2019.03.16 Hopewell @Home ▫ Mark 1:1-8

Questions for Littles: Of what is this a beginning (Mark 1:1)? Of whose gospel, in particular, is it the beginning—what three things is He called? Where had the next couple verses been written originally (Mark 1:2)? What would the Lord send before the Christ’s face? What is the messenger doing? Whose way, specifically, was the messenger to prepare (Mark 1:3)? What two things did John come doing (Mark 1:4)? What did his baptism promise? How effective was this preaching (Mark 1:5)? How impressive was John (Mark 1:6)? Whom did he say would be far more impressive (Mark 1:7)? What baptism would this Person give to truly accomplish what John’s baptism could only point forward to (Mark 1:8)
In the Scripture for tomorrow’s sermon, we hear the beginning of Mark’s gospel. Immediately, in Mark 1:1, he tells us that he is writing a gospel. It’s like placing a headline, or a cover page on the book that announces GOOD NEWS. So, one thing that we may want to do as we read through this book is to frequently ask ourselves, “how is this good news?”

That question is actually answered in at least three ways before the verse is over.
  1. His name is Jesus.

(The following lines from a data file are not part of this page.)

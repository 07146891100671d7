use std::collections::BTreeMap;
use std::time::Duration;

use ferry_common::{EntityId, Pose};
use glam::Vec2;

use crate::config::TransportConfig;
use crate::error::TransportError;
use crate::geometry::{self, RotationFrame};
use crate::passenger::PassengerRecord;
use crate::poses::EntityPoses;

/// Recompute counters for instrumentation.
#[derive(Debug, Clone, Default, PartialEq, Eq)]
pub struct TransportStats {
    pub recompute_passes: u64,
    pub relocated_last_pass: usize,
    pub trig_refreshes: u64,
}

/// Passenger bookkeeping for one transport entity.
///
/// Holds the boarded passengers with their local poses, the transport's
/// current world pose with its cached sin/cos, and the timer that throttles
/// world-pose recomputation. Membership changes go through
/// [`TransportRegistry`](crate::TransportRegistry), which also guarantees a
/// passenger is on at most one transport.
#[derive(Debug)]
pub struct TransportBase {
    owner: EntityId,
    pose: Pose,
    frame: RotationFrame,
    passengers: BTreeMap<EntityId, PassengerRecord>,
    update_interval: Duration,
    orientation_epsilon: f32,
    update_timer: Duration,
    stats: TransportStats,
}

impl TransportBase {
    pub fn new(owner: EntityId, pose: Pose, config: &TransportConfig) -> Self {
        Self {
            owner,
            pose,
            frame: RotationFrame::new(pose.orientation),
            passengers: BTreeMap::new(),
            update_interval: config.position_update_interval(),
            orientation_epsilon: config.orientation_epsilon,
            update_timer: Duration::ZERO,
            stats: TransportStats::default(),
        }
    }

    /// The transport entity itself.
    pub fn owner(&self) -> EntityId {
        self.owner
    }

    /// Current world pose of the transport.
    pub fn pose(&self) -> Pose {
        self.pose
    }

    pub fn frame(&self) -> &RotationFrame {
        &self.frame
    }

    pub fn stats(&self) -> &TransportStats {
        &self.stats
    }

    /// Accumulated time since the last recompute pass.
    pub fn pending_time(&self) -> Duration {
        self.update_timer
    }

    /// Move the transport. The trig cache is refreshed here so that every
    /// later conversion sees the new orientation.
    pub fn set_pose(&mut self, pose: Pose) {
        self.pose = pose;
        if self.frame.refresh(pose.orientation, self.orientation_epsilon) {
            self.stats.trig_refreshes += 1;
        }
    }

    /// Advance the recompute timer. Runs [`update_global_positions`] once the
    /// accumulated time reaches the configured interval and returns whether
    /// it did.
    ///
    /// [`update_global_positions`]: Self::update_global_positions
    pub fn update(&mut self, diff: Duration, poses: &mut impl EntityPoses) -> bool {
        self.update_timer = self.update_timer.saturating_add(diff);
        if self.update_timer < self.update_interval {
            return false;
        }
        self.update_timer = Duration::ZERO;
        self.update_global_positions(poses);
        true
    }

    /// Push a fresh world pose for every passenger. Returns how many the
    /// entity model accepted.
    pub fn update_global_positions(&mut self, poses: &mut impl EntityPoses) -> usize {
        let mut relocated = 0;
        for record in self.passengers.values() {
            if self
                .update_global_position_of(record.passenger(), &record.local_pose(), poses)
                .is_some()
            {
                relocated += 1;
            }
        }
        self.stats.recompute_passes += 1;
        self.stats.relocated_last_pass = relocated;
        tracing::trace!(
            transport = %self.owner,
            passengers = self.passengers.len(),
            relocated,
            "recomputed passenger world poses"
        );
        relocated
    }

    /// Compute the world pose for `local` and hand it to the entity model as
    /// `passenger`'s pose. The stored local pose is left untouched.
    ///
    /// Returns the pose pushed, or `None` if the passenger is not in the world.
    pub fn update_global_position_of(
        &self,
        passenger: EntityId,
        local: &Pose,
        poses: &mut impl EntityPoses,
    ) -> Option<Pose> {
        let global = self.calculate_global_position_of(local);
        if poses.relocate(passenger, global) {
            Some(global)
        } else {
            tracing::warn!(
                %passenger,
                transport = %self.owner,
                "passenger not in world, pose dropped"
            );
            None
        }
    }

    pub fn rotate_local_position(&self, local: Vec2) -> Vec2 {
        self.frame.rotate_local_position(local)
    }

    pub fn normalize_rotated_position(&self, rotated: Vec2) -> Vec2 {
        self.frame.normalize_rotated_position(rotated)
    }

    pub fn calculate_global_position_of(&self, local: &Pose) -> Pose {
        geometry::calculate_global_position_of(&self.pose, &self.frame, local)
    }

    pub fn calculate_local_position_of(&self, world: &Pose) -> Pose {
        geometry::calculate_local_position_of(&self.pose, &self.frame, world)
    }

    pub fn passenger(&self, passenger: EntityId) -> Option<&PassengerRecord> {
        self.passengers.get(&passenger)
    }

    pub fn has_passenger(&self, passenger: EntityId) -> bool {
        self.passengers.contains_key(&passenger)
    }

    pub fn passenger_count(&self) -> usize {
        self.passengers.len()
    }

    pub fn passengers(&self) -> impl Iterator<Item = &PassengerRecord> {
        self.passengers.values()
    }

    pub(crate) fn passenger_mut(&mut self, passenger: EntityId) -> Option<&mut PassengerRecord> {
        self.passengers.get_mut(&passenger)
    }

    pub(crate) fn board_passenger(
        &mut self,
        passenger: EntityId,
        local: Pose,
    ) -> Result<&PassengerRecord, TransportError> {
        if self.passengers.contains_key(&passenger) {
            return Err(TransportError::AlreadyBoarded {
                passenger,
                transport: self.owner,
            });
        }
        let record = PassengerRecord::new(passenger, self.owner, local);
        Ok(self.passengers.entry(passenger).or_insert(record))
    }

    pub(crate) fn unboard_passenger(&mut self, passenger: EntityId) -> Option<PassengerRecord> {
        self.passengers.remove(&passenger)
    }

    /// Remove every membership entry at once.
    pub(crate) fn unboard_all(&mut self) -> Vec<PassengerRecord> {
        std::mem::take(&mut self.passengers).into_values().collect()
    }
}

Why was He called Jesus? (look at Matthew1:21). 
  2. His title is Christ. This is a Greek translation of the word, “Messiah,” or “Anointed One.” Jesus is the promised forever-king of 2 Samuel 7, the promised forever-priest of Psalm 110, the promised final great prophet of Deuteronomy 18 (cf. Acts 3:22-23).  
  3. His identity is that He is the Son of God. God Himself has come as our Savior, King, Priest, and Prophet.
Mark goes on to show the faithfulness of God, His perfect reliability. God promised that He Himself would come, and that He would first send a messenger (Mark 1:2-3). And John came, exactly as God promised (Mark 1:4-7).

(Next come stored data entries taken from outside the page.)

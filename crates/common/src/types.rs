use glam::Vec3;
use serde::{Deserialize, Serialize};
use std::f32::consts::TAU;
use uuid::Uuid;

/// Unique identifier for an entity in the world.
#[derive(Debug, Clone, Copy, PartialEq, Eq, Hash, PartialOrd, Ord, Serialize, Deserialize)]
pub struct EntityId(pub Uuid);

impl EntityId {
    pub fn new() -> Self {
        Self(Uuid::new_v4())
    }
}

impl Default for EntityId {
    fn default() -> Self {
        Self::new()
    }
}

impl std::fmt::Display for EntityId {
    fn fmt(&self, f: &mut std::fmt::Formatter<'_>) -> std::fmt::Result {
        write!(f, "{}", self.0)
    }
}

/// Wrap an angle in radians into `[0, 2π)`.
pub fn normalize_orientation(o: f32) -> f32 {
    let wrapped = o.rem_euclid(TAU);
    // rem_euclid rounds tiny negative inputs up to exactly TAU
    if wrapped >= TAU { 0.0 } else { wrapped }
}

/// Position plus facing around the vertical (z) axis.
///
/// Used both for world poses and for poses local to a transport's frame.
/// The orientation is kept in `[0, 2π)` by every constructor.
#[derive(Debug, Clone, Copy, PartialEq, Serialize, Deserialize)]
pub struct Pose {
    pub position: Vec3,
    pub orientation: f32,
}

impl Pose {
    pub fn new(x: f32, y: f32, z: f32, o: f32) -> Self {
        Self {
            position: Vec3::new(x, y, z),
            orientation: normalize_orientation(o),
        }
    }

    pub fn x(&self) -> f32 {
        self.position.x
    }

    pub fn y(&self) -> f32 {
        self.position.y
    }

    pub fn z(&self) -> f32 {
        self.position.z
    }

    pub fn o(&self) -> f32 {
        self.orientation
    }
}

impl Default for Pose {
    fn default() -> Self {
        Self {
            position: Vec3::ZERO,
            orientation: 0.0,
        }
    }
}

impl std::fmt::Display for Pose {
    fn fmt(&self, f: &mut std::fmt::Formatter<'_>) -> std::fmt::Result {
        write!(
            f,
            "({:.3}, {:.3}, {:.3}, o={:.4})",
            self.position.x, self.position.y, self.position.z, self.orientation
        )
    }
}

But there’s a huge difference here between the messenger and the Messiah. What did John baptize with? The messenger baptized with water, a symbol of the people’s need for repenting from sin and being forgiven of sin.

And in Mark 1:8, what does John say that Jesus will baptize with? Again, we can see that Jesus must be not just a man but God Himself, for He pours God Himself the Holy Spirit out upon those whom He baptizes. Jesus’ baptism gives the repentance and forgiveness that John’s baptism could only tell us that we needed.
Have you come to Jesus for washing? How does He give forgiveness? Repentance?
Suggested Songs: ARP32 “What Blessedness” or TPH391 “Come, O Come, Thou Quickening Spirit”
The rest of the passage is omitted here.